EXTRACTED DATA:
//! Shared data types for crypto-toolkit

pub mod decrypt;
pub mod scan;

pub use decrypt::DecryptRequest;
pub use scan::{ScanOutcome, ScanRecord, ScanStatus};
//! Terminal output formatting

use crate::models::ScanOutcome;
use chrono::{NaiveDate, Utc};
use console::style;
use indicatif::{ProgressBar, ProgressStyle};

/// Create a progress bar for scan operations
pub fn create_progress_bar(len: u64, message: &str) -> ProgressBar {
    let pb = ProgressBar::new(len);
    pb.set_style(
        ProgressStyle::with_template("{msg} [{bar:40.cyan/blue}] {pos}/{len} ({percent}%)")
            .unwrap()
            .progress_chars("█▓░"),
    );
    pb.set_message(message.to_string());
    pb
}

/// Print a success line
pub fn print_success(message: &str) {
    println!("{} {}", style("✓").green(), message);
}

/// Print one scan outcome.
///
/// Successful files print the contract line
/// `Certificate: <path> expires on <date>`; failed files print the
/// per-file diagnostic and are otherwise skipped.
pub fn print_scan_outcome(outcome: &ScanOutcome, warning_days: i64) {
    match &outcome.result {
        Ok(date) => {
            let annotation = expiry_annotation(date, warning_days);
            println!(
                "Certificate: {} expires on {}{}",
                outcome.path.display(),
                date,
                annotation
            );
        }
        Err(_) => {
            println!("Error processing certificate file: {}", outcome.path.display());
        }
    }
}

/// Print a scan summary
pub fn print_scan_summary(total: usize, failed: usize) {
    println!();
    if failed == 0 {
        println!(
            "{} {} certificate(s) checked",
            style("✓").green(),
            total
        );
    } else {
        println!(
            "{} {} certificate(s) checked, {} failed",
            style("!").yellow().bold(),
            total,
            failed
        );
    }
}

/// A styled ` (expired)` / ` (expires in N days)` suffix for dates close
/// to expiry. Dates that are not `YYYY-MM-DD` get no annotation.
fn expiry_annotation(date: &str, warning_days: i64) -> String {
    let Ok(parsed) = NaiveDate::parse_from_str(date, "%Y-%m-%d") else {
        return String::new();
    };

    let days_left = (parsed - Utc::now().date_naive()).num_days();
    if days_left < 0 {
        format!(" {}", style("(expired)").red().bold())
    } else if days_left <= warning_days {
        format!(
            " {}",
            style(format!("(expires in {} days)", days_left)).yellow()
        )
    } else {
        String::new()
    }
}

TASK TO CARRY OUT:
Each line in the entries above, starting at the line with "let annotation = expiry_annotation(date, warning_days);" and ending at the line with "pub fn print_scan_summary(total: usize, failed: usize)", is to be printed exactly, and only those lines.

TASK OUTPUT:
            let annotation = expiry_annotation(date, warning_days);
            println!(
                "Certificate: {} expires on {}{}",
                outcome.path.display(),
                date,
                annotation
            );
        }
        Err(_) => {
            println!("Error processing certificate file: {}", outcome.path.display());
        }
    }
}

/// Print a scan summary
pub fn print_scan_summary(total: usize, failed: usize) {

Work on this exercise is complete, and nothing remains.